I love being a Methodist and what it stands for. However, I live in one of the reddest counties in Southern Illinois, and most of my brethren have gone batshit nutty.
They became incensed about wearing masks, social distancing, and not coming to church at all when the virus was really bad. They blamed the pastor and the bishop for requesting and advocating for these things. They now want to completely separate from the Methodist Church altogether. They were really mad when they found out that the building is owned by the Methodist Church. In other words, it's not going to be that easy.
Other churches in our area never shut down, never required masks, and never distanced themselves from each other. They bring this up all the time. Never mind the fact that people in this church have contracted the virus and some have died, including my uncle. I have asked many times when people discuss this about stewardship and what that means. Evidently these people don't know the definition of the word.
I'm afraid I am going to have to find a different Methodist Church to attend and I'm sad. I grew up in this church and have many wonderful memories there. Unfortunately the bad memories are starting to outweigh the good.
marie999
(3,334 posts)There is plenty of food at the food drives. No one has a leaky roof or anything else wrong with their home because the churches have volunteers who are carpenters, electricians, and plumbers and their members donate whatever is needed to fix their homes. Somebody sick in your home, you have people coming in to help 24 hours a day. We know because for the week our daughter lay dying in our home all our needs were taken care of by family, friends, and some people we didn't really know. Maybe that is what religion is supposed to be.
BobTheSubgenius
(11,535 posts)At one point in the campaign, he had been asked to which denomination, if any, he belonged. He answered "Presbyterian," but it soon became evident that he was just giving an answer he thought might score him a point or two, or at least not lose any.
Very pleased to hear this, two high-ranking Presbyterian clerics made an appointment to meet with him. During their conversation, Drumpf told them that he had done really well with "you evangelicals."
More than a little taken aback, but not as much as they were about to be, they hastened to explain that they were not evangelicals, but Presbyterians.
Drumpf, obviously having forgotten his campaign revelation, was a bit confused, but gathered his wits enough to say "But you're Christians, right?"
BlueNProud
(1,048 posts)OnDoutside
(19,906 posts)The one quibble I would have is where you say
"The depravity of Republican politics is killing religion"
One could argue that Republican politics is exposing the depraving of religion. Those who control denominations in Christian America, have been there for decades. The GOP and ultimately Trump, have hooked them on the drug of Anti Abortion, and they've given them the space to compromise and expose their moral disintegration.

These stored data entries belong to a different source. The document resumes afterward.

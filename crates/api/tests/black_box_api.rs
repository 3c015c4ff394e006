use std::sync::Arc;

use reqwest::StatusCode;
use serde_json::json;

use spindle_api::app;
use spindle_infra::cache::InMemoryListingCache;
use spindle_infra::enrichment::MusicBrainzClient;
use spindle_infra::order_store::InMemoryOrderStore;
use spindle_infra::record_store::InMemoryRecordStore;

struct TestServer {
    base_url: String,
    handle: tokio::task::JoinHandle<()>,
}

impl TestServer {
    async fn spawn() -> Self {
        // Same router as prod over in-memory backends, bound to an
        // ephemeral port. The enrichment endpoint points at a closed port
        // so no test ever leaves the machine.
        let services = Arc::new(app::services::build_with(
            Arc::new(InMemoryRecordStore::new()),
            Arc::new(InMemoryOrderStore::new()),
            Arc::new(InMemoryListingCache::new()),
            Arc::new(MusicBrainzClient::with_base_url("http://127.0.0.1:1")),
        ));
        let router = app::build_router(services);

        let listener = tokio::net::TcpListener::bind("127.0.0.1:0")
            .await
            .expect("failed to bind ephemeral port");
        let addr = listener.local_addr().unwrap();
        let base_url = format!("http://{}", addr);

        let handle = tokio::spawn(async move {
            axum::serve(listener, router).await.unwrap();
        });

        Self { base_url, handle }
    }
}

impl Drop for TestServer {
    fn drop(&mut self) {
        self.handle.abort();
    }
}

fn vinyl_record(artist: &str, album: &str, qty: i64) -> serde_json::Value {
    json!({
        "artist": artist,
        "album": album,
        "price_cents": 2999,
        "qty": qty,
        "format": "VINYL",
        "category": "ROCK",
    })
}

async fn create_record(
    client: &reqwest::Client,
    base_url: &str,
    body: serde_json::Value,
) -> serde_json::Value {
    let res = client
        .post(format!("{}/records", base_url))
        .json(&body)
        .send()
        .await
        .unwrap();
    assert_eq!(res.status(), StatusCode::CREATED);
    res.json().await.unwrap()
}

#[tokio::test]
async fn health_endpoint_is_open() {
    let srv = TestServer::spawn().await;

    let res = reqwest::Client::new()
        .get(format!("{}/health", srv.base_url))
        .send()
        .await
        .unwrap();
    assert_eq!(res.status(), StatusCode::OK);
}

#[tokio::test]
async fn record_lifecycle_create_get_update_delete() {
    let srv = TestServer::spawn().await;
    let client = reqwest::Client::new();

    let created = create_record(
        &client,
        &srv.base_url,
        vinyl_record("The Beatles", "Abbey Road", 10),
    )
    .await;
    assert_eq!(created["status"], json!(true));
    assert_eq!(created["message"], json!("Record created successfully"));
    let id = created["data"]["id"].as_str().unwrap().to_string();

    // Fetch it back.
    let res = client
        .get(format!("{}/records/{}", srv.base_url, id))
        .send()
        .await
        .unwrap();
    assert_eq!(res.status(), StatusCode::OK);
    let fetched: serde_json::Value = res.json().await.unwrap();
    assert_eq!(fetched["data"]["artist"], json!("The Beatles"));
    assert_eq!(fetched["data"]["qty"], json!(10));

    // Patch the price.
    let res = client
        .put(format!("{}/records/{}", srv.base_url, id))
        .json(&json!({ "price_cents": 3499 }))
        .send()
        .await
        .unwrap();
    assert_eq!(res.status(), StatusCode::OK);
    let updated: serde_json::Value = res.json().await.unwrap();
    assert_eq!(updated["data"]["price_cents"], json!(3499));

    // Delete, then a second fetch is 404.
    let res = client
        .delete(format!("{}/records/{}", srv.base_url, id))
        .send()
        .await
        .unwrap();
    assert_eq!(res.status(), StatusCode::OK);

    let res = client
        .get(format!("{}/records/{}", srv.base_url, id))
        .send()
        .await
        .unwrap();
    assert_eq!(res.status(), StatusCode::NOT_FOUND);
    let err: serde_json::Value = res.json().await.unwrap();
    assert_eq!(err["error"], json!("not_found"));
}

#[tokio::test]
async fn duplicate_record_is_rejected_with_conflict() {
    let srv = TestServer::spawn().await;
    let client = reqwest::Client::new();

    create_record(
        &client,
        &srv.base_url,
        vinyl_record("The Beatles", "Abbey Road", 10),
    )
    .await;

    let res = client
        .post(format!("{}/records", srv.base_url))
        .json(&vinyl_record("The Beatles", "Abbey Road", 3))
        .send()
        .await
        .unwrap();
    assert_eq!(res.status(), StatusCode::CONFLICT);
    let err: serde_json::Value = res.json().await.unwrap();
    assert_eq!(err["error"], json!("duplicate_record"));
}

#[tokio::test]
async fn listing_filters_artist_by_full_field_equality() {
    let srv = TestServer::spawn().await;
    let client = reqwest::Client::new();

    create_record(
        &client,
        &srv.base_url,
        vinyl_record("The Beatles", "Abbey Road", 10),
    )
    .await;
    create_record(
        &client,
        &srv.base_url,
        vinyl_record("The Beatles Tribute", "Abbey Road Live", 5),
    )
    .await;

    let res = client
        .get(format!(
            "{}/records?artist=the%20beatles&page=1&limit=10",
            srv.base_url
        ))
        .send()
        .await
        .unwrap();
    assert_eq!(res.status(), StatusCode::OK);
    let body: serde_json::Value = res.json().await.unwrap();

    let records = body["data"]["records"].as_array().unwrap();
    assert_eq!(records.len(), 1);
    assert_eq!(records[0]["artist"], json!("The Beatles"));
    assert_eq!(body["data"]["pagination"]["total_records"], json!(1));
}

#[tokio::test]
async fn order_flow_deducts_stock_and_reports_availability() {
    let srv = TestServer::spawn().await;
    let client = reqwest::Client::new();

    let created = create_record(
        &client,
        &srv.base_url,
        vinyl_record("The Beatles", "Abbey Road", 10),
    )
    .await;
    let record_id = created["data"]["id"].as_str().unwrap().to_string();

    // Order 2 of 10.
    let res = client
        .post(format!("{}/orders", srv.base_url))
        .json(&json!({ "record_id": record_id, "quantity": 2 }))
        .send()
        .await
        .unwrap();
    assert_eq!(res.status(), StatusCode::CREATED);
    let order: serde_json::Value = res.json().await.unwrap();
    assert_eq!(order["data"]["quantity"], json!(2));
    assert_eq!(order["data"]["status"], json!("PENDING"));
    let order_id = order["data"]["id"].as_str().unwrap().to_string();

    // Stock dropped to 8.
    let res = client
        .get(format!("{}/records/{}", srv.base_url, record_id))
        .send()
        .await
        .unwrap();
    let fetched: serde_json::Value = res.json().await.unwrap();
    assert_eq!(fetched["data"]["qty"], json!(8));

    // Ordering 20 fails and names the 8 units still available.
    let res = client
        .post(format!("{}/orders", srv.base_url))
        .json(&json!({ "record_id": record_id, "quantity": 20 }))
        .send()
        .await
        .unwrap();
    assert_eq!(res.status(), StatusCode::BAD_REQUEST);
    let err: serde_json::Value = res.json().await.unwrap();
    assert_eq!(err["error"], json!("insufficient_stock"));
    assert_eq!(err["message"], json!("insufficient stock: only 8 left"));

    // Stock unchanged; exactly one order on file.
    let res = client
        .get(format!("{}/records/{}", srv.base_url, record_id))
        .send()
        .await
        .unwrap();
    let fetched: serde_json::Value = res.json().await.unwrap();
    assert_eq!(fetched["data"]["qty"], json!(8));

    let res = client
        .get(format!("{}/orders", srv.base_url))
        .send()
        .await
        .unwrap();
    let orders: serde_json::Value = res.json().await.unwrap();
    assert_eq!(orders["data"].as_array().unwrap().len(), 1);

    // The order can be fetched by id.
    let res = client
        .get(format!("{}/orders/{}", srv.base_url, order_id))
        .send()
        .await
        .unwrap();
    assert_eq!(res.status(), StatusCode::OK);
}

#[tokio::test]
async fn ordering_an_unknown_record_is_not_found() {
    let srv = TestServer::spawn().await;
    let client = reqwest::Client::new();

    let res = client
        .post(format!("{}/orders", srv.base_url))
        .json(&json!({
            "record_id": "0188b2a0-5c3f-7000-8000-000000000000",
            "quantity": 1
        }))
        .send()
        .await
        .unwrap();
    assert_eq!(res.status(), StatusCode::NOT_FOUND);
}

#[tokio::test]
async fn malformed_ids_are_rejected_up_front() {
    let srv = TestServer::spawn().await;
    let client = reqwest::Client::new();

    let res = client
        .get(format!("{}/records/not-a-uuid", srv.base_url))
        .send()
        .await
        .unwrap();
    assert_eq!(res.status(), StatusCode::BAD_REQUEST);
    let err: serde_json::Value = res.json().await.unwrap();
    assert_eq!(err["error"], json!("invalid_id"));
}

Here in Ireland, Mass attendance went from about 90% in the 70s and 80s, to low 30s just before Covid. And it's never going to return to those levels, largely because the moderates have largely left the Catholic Church, leaving hardliners to run the show. Their attitude is that if you don't follow the rules that they impose, then you have no place in the Church. So people left. When the Evangelical church goers eventually figure out that they have been played for fools, I'm certain the same thing will happen in the US.
The longer term problem though is how society copes without some sort of a moral compass, that replaces what is currently there now.
Initech
(99,909 posts)Snarkoleptic
(5,995 posts)Well stated, Professor Hartmann!